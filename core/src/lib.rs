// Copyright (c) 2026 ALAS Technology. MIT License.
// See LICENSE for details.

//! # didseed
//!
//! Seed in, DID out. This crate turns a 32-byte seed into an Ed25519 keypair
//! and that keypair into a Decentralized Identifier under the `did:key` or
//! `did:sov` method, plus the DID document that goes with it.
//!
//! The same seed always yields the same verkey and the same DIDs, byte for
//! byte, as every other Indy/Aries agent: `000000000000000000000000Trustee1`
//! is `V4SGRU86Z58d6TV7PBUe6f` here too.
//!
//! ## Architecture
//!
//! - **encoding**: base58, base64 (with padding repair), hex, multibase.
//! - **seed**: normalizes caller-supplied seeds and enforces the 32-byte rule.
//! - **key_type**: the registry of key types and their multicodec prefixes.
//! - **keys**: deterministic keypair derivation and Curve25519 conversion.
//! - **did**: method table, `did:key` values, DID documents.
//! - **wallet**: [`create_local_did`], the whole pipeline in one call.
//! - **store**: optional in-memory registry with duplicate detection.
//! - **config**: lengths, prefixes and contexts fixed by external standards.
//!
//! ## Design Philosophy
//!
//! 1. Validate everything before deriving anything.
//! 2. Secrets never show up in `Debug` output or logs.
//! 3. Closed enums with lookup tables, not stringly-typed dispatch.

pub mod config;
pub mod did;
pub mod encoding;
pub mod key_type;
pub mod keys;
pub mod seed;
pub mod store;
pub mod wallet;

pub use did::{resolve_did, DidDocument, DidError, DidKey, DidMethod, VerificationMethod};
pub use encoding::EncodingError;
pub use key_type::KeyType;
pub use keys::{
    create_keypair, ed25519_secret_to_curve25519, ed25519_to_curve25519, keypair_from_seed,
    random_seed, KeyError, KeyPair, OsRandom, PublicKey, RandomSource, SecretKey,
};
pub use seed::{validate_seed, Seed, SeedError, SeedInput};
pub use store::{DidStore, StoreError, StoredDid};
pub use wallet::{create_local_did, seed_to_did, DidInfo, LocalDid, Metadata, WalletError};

---

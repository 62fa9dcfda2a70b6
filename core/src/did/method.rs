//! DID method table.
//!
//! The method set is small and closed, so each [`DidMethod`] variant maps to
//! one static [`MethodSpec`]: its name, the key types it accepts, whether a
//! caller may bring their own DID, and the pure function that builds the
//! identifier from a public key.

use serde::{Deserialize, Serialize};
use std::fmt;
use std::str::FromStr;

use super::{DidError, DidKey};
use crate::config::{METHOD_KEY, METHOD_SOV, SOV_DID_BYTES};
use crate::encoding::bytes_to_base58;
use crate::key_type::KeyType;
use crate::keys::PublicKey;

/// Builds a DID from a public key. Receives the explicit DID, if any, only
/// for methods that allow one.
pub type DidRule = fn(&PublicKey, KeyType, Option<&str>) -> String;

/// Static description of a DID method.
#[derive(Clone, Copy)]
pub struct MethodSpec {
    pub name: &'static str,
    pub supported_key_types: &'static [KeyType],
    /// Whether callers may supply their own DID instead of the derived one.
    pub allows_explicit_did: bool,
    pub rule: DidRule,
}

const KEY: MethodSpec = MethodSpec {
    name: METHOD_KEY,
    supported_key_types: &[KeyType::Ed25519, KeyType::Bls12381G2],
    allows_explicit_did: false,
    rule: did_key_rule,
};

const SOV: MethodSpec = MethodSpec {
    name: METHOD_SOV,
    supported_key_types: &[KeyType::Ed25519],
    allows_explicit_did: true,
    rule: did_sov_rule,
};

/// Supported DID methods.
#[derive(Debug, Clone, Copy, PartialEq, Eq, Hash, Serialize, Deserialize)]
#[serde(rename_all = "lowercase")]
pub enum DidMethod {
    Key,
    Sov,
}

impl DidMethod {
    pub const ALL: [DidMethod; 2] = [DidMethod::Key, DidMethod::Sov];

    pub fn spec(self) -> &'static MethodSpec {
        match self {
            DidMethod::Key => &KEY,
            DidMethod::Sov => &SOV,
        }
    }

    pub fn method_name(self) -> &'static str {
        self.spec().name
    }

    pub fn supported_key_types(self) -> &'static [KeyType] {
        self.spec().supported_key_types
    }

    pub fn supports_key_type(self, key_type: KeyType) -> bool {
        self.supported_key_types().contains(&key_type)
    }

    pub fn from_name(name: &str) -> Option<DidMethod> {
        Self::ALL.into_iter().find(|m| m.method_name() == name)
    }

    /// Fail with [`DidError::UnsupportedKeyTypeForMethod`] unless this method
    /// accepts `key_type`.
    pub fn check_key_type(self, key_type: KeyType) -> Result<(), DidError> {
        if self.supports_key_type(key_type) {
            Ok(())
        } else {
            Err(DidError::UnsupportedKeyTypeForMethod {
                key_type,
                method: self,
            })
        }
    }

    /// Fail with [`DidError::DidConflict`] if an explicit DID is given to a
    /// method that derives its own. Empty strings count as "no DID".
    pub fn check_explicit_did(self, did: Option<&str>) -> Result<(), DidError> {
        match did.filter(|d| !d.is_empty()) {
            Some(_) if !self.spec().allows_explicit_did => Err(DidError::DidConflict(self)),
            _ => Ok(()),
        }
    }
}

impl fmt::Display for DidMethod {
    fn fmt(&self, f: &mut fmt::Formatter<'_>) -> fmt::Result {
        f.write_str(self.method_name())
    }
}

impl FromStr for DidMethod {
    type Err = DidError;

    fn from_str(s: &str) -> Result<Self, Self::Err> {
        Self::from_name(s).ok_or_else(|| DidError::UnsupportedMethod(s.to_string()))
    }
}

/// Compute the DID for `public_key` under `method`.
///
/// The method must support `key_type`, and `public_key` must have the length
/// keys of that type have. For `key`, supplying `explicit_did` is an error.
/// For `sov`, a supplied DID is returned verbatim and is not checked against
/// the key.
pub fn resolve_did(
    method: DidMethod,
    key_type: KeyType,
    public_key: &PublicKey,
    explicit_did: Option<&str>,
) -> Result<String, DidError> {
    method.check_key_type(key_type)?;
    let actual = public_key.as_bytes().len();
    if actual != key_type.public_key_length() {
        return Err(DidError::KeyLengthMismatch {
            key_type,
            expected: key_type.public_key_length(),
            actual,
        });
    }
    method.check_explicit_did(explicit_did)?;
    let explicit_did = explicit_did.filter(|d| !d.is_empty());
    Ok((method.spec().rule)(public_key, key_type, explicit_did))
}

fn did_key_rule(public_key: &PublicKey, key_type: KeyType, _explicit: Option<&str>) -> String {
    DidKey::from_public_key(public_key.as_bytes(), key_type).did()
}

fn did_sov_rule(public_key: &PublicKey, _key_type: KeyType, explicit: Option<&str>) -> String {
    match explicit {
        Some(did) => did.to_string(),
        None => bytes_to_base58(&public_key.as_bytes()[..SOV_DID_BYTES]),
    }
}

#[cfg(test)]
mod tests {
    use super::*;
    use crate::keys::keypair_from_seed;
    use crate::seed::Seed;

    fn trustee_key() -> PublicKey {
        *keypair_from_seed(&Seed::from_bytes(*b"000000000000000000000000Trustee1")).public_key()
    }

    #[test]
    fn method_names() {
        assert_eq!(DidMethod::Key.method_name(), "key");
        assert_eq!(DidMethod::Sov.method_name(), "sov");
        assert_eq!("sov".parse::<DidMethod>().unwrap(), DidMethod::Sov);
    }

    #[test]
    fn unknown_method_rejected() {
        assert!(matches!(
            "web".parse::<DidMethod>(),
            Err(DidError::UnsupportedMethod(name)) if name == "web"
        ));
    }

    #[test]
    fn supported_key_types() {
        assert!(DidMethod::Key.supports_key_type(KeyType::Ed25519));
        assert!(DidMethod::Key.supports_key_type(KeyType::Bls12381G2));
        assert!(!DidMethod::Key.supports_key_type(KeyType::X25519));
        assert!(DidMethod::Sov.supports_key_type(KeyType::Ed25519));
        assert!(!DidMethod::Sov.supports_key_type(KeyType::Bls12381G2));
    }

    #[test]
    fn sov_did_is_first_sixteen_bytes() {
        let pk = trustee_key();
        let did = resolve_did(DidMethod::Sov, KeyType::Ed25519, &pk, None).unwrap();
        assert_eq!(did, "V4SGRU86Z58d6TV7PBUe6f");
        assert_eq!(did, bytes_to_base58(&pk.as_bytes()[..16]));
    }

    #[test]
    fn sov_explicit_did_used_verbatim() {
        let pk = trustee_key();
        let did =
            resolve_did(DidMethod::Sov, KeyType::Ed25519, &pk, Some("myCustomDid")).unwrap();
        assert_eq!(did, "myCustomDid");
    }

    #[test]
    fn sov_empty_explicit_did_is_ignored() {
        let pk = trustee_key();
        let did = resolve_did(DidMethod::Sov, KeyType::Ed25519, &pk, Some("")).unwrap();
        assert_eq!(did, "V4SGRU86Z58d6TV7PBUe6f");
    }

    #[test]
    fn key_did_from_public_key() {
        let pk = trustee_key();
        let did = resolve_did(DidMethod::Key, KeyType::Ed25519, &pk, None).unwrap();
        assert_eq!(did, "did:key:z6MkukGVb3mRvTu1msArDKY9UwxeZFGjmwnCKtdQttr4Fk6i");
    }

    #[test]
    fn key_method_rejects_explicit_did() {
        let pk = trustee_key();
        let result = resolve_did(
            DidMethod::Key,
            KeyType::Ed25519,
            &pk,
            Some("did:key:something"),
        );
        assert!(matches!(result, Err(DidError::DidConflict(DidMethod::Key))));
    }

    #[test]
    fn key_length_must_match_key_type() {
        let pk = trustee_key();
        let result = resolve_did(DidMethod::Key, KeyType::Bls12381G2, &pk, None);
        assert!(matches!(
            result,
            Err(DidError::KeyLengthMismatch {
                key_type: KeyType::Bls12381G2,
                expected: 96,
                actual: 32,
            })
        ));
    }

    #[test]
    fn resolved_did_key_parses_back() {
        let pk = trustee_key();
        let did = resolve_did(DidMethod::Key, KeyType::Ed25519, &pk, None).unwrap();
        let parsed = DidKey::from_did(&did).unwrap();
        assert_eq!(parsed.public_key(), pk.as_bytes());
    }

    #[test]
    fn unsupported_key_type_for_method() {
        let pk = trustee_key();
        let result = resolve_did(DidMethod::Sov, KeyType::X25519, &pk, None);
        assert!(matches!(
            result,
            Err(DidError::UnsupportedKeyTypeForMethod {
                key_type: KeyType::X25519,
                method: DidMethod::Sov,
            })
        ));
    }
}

> [Exercise]:
Return every line of the records in which the word "MethodSpec" is found.

> [Solution for this exercise]:
//! one static [`MethodSpec`]: its name, the key types it accepts, whether a
pub struct MethodSpec {
const KEY: MethodSpec = MethodSpec {
const SOV: MethodSpec = MethodSpec {
    pub fn spec(self) -> &'static MethodSpec {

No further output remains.